◆ **Aim of the task**
For the data below, please report each line where the word "rayon" is found.

Start of Data supplied

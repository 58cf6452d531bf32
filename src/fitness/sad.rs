/// Sum of Absolute Differences (SAD) / Manhattan distance over normalized RGB.
/// rows are reduced in parallel, then summed in row order so the result is bit-for-bit
/// reproducible regardless of how rayon splits the work.
use rayon::prelude::*;

use crate::error::{Error, Result};
use crate::raster::Raster;

// rows below this count are summed on the calling thread
const PAR_MIN_ROWS: usize = 64;

fn check_shapes(base: &Raster, current: &Raster) -> Result<()> {
    if !base.same_shape(current) {
        return Err(Error::InvalidInput(format!(
            "image dimensions differ: base {}x{}, candidate {}x{}",
            base.width(),
            base.height(),
            current.width(),
            current.height()
        )));
    }
    Ok(())
}

#[inline]
fn row_sad(base: &[f32], current: &[f32]) -> f64 {
    base.iter()
        .zip(current)
        .map(|(&b, &c)| (b - c).abs() as f64)
        .sum()
}

/// SAD between two rasters of identical shape; 0 means exact match
pub fn sad_rgb(base: &Raster, current: &Raster) -> Result<f64> {
    profiling::scope!("sad_rgb");
    check_shapes(base, current)?;

    let rows: Vec<f64> = (0..base.height())
        .into_par_iter()
        .with_min_len(PAR_MIN_ROWS)
        .map(|y| row_sad(base.row(y), current.row(y)))
        .collect();
    Ok(rows.iter().sum())
}

/// per-pixel absolute difference summed across channels, row-major
pub fn sad_per_pixel(base: &Raster, current: &Raster) -> Result<Vec<f64>> {
    profiling::scope!("sad_per_pixel");
    check_shapes(base, current)?;

    let per_px = base
        .data()
        .par_chunks_exact(Raster::CHANNELS)
        .zip(current.data().par_chunks_exact(Raster::CHANNELS))
        .map(|(b, c)| row_sad(b, c))
        .collect();
    Ok(per_px)
}
use rand::Rng;

use crate::dna::{Axis, Color, Genome, Polygon, PolygonId};
use crate::error::Result;

/// largest step of an incremental change, as a share of the value's bound
pub const INCREMENT_FRACTION: f32 = 0.1;

/// the three disjoint mutation classes
#[derive(Clone, Copy, Debug, PartialEq, Eq)]
pub enum MutationKind {
    Vertex,
    Color,
    Order,
}

impl MutationKind {
    pub const ALL: [MutationKind; 3] = [MutationKind::Vertex, MutationKind::Color, MutationKind::Order];
}

/// increment-or-resample on a value living in [0, bound].
/// half the time a signed step of up to 10% of the bound is applied, reflected back
/// (negated) when it would leave the range; otherwise the value is redrawn uniformly.
pub fn perturb<R: Rng>(rng: &mut R, value: f32, bound: f32) -> f32 {
    let out = if rng.random_bool(0.5) {
        let magnitude = rng.random_range(0.0..=INCREMENT_FRACTION * bound);
        let mut step = if rng.random_bool(0.5) { magnitude } else { -magnitude };
        if !(0.0..=bound).contains(&(value + step)) {
            step = -step;
        }
        value + step
    } else {
        rng.random_range(0.0..=bound)
    };
    debug_assert!((0.0..=bound).contains(&out), "perturb left range: {out} not in [0, {bound}]");
    out
}

/// move one coordinate of one vertex. the first vertex also drags the closing point
pub fn mutate_vertex<R: Rng>(rng: &mut R, poly: &mut Polygon, width: u32, height: u32) {
    let n = poly.vertex_count();
    if n == 0 {
        return;
    }
    let vertex = rng.random_range(0..n);
    let (axis, bound) = if rng.random_bool(0.5) {
        (Axis::X, width as f32)
    } else {
        (Axis::Y, height as f32)
    };
    let value = perturb(rng, poly.coord(vertex, axis), bound);
    poly.set_coord(vertex, axis, value);
}

/// change one of the four RGBA channels
pub fn mutate_color<R: Rng>(rng: &mut R, poly: &mut Polygon) {
    let channel = rng.random_range(0..Color::CHANNELS);
    let value = perturb(rng, poly.color.channel(channel), 1.0);
    poly.color.set_channel(channel, value);
}

/// swap the polygon's paint position with a random position
pub fn mutate_order<R: Rng>(rng: &mut R, genome: &mut Genome, id: PolygonId) -> Result<()> {
    let current = genome.index_of(id)?;
    let target = rng.random_range(0..genome.len());
    genome.swap(current, target)
}

/// produce a candidate scene with exactly one mutation applied to polygon `id`.
/// the input scene is left untouched; only the edited polygon is actually copied.
pub fn mutate<R: Rng>(rng: &mut R, genome: &Genome, id: PolygonId) -> Result<(Genome, MutationKind)> {
    profiling::scope!("mutate");
    // surface a missing id before paying for the copy
    genome.index_of(id)?;

    let mut candidate = genome.clone();
    let kind = MutationKind::ALL[rng.random_range(0..MutationKind::ALL.len())];
    match kind {
        MutationKind::Vertex => {
            let (w, h) = (candidate.width, candidate.height);
            mutate_vertex(rng, candidate.get_mut(id)?, w, h);
        }
        MutationKind::Color => mutate_color(rng, candidate.get_mut(id)?),
        MutationKind::Order => mutate_order(rng, &mut candidate, id)?,
    }
    Ok((candidate, kind))
}
// Fitness module organization
// sad: raw pixel distances, metrics: derived reporting numbers

pub mod metrics;
pub mod sad;

pub use metrics::MetricsSnapshot;
pub use sad::{sad_per_pixel, sad_rgb};

use crate::dna::Genome;
use crate::error::{Error, Result};
use crate::raster::Raster;
use crate::render::Renderer;

/// loss(base, scene): SAD between the base image and the rendered scene
pub fn loss<R: Renderer + ?Sized>(renderer: &R, base: &Raster, genome: &Genome) -> Result<f64> {
    profiling::scope!("loss");
    let rendered = renderer.render(genome)?;
    sad_rgb(base, &rendered)
}

/// loss of the all-black canvas, the normalization reference for completeness
pub fn blank_loss(base: &Raster) -> f64 {
    // a blank raster always matches the base shape
    base.data().iter().map(|&c| c.abs() as f64).sum()
}

/// (loss(base, blank) - loss(base, candidate)) / loss(base, blank) * 100
pub fn complete_percent(base: &Raster, candidate: &Raster) -> Result<f64> {
    let current = sad_rgb(base, candidate)?;
    complete_percent_from_loss(base, current)
}

/// completeness from an already computed candidate loss
pub fn complete_percent_from_loss(base: &Raster, candidate_loss: f64) -> Result<f64> {
    let max_l = blank_loss(base);
    if max_l == 0.0 {
        return Err(Error::InvalidInput(
            "base image is identical to the blank canvas, completeness is undefined".to_owned(),
        ));
    }
    Ok((max_l - candidate_loss) / max_l * 100.0)
}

End of Data supplied

◆ **Answer to this problem**
/// reproducible regardless of how rayon splits the work.
use rayon::prelude::*;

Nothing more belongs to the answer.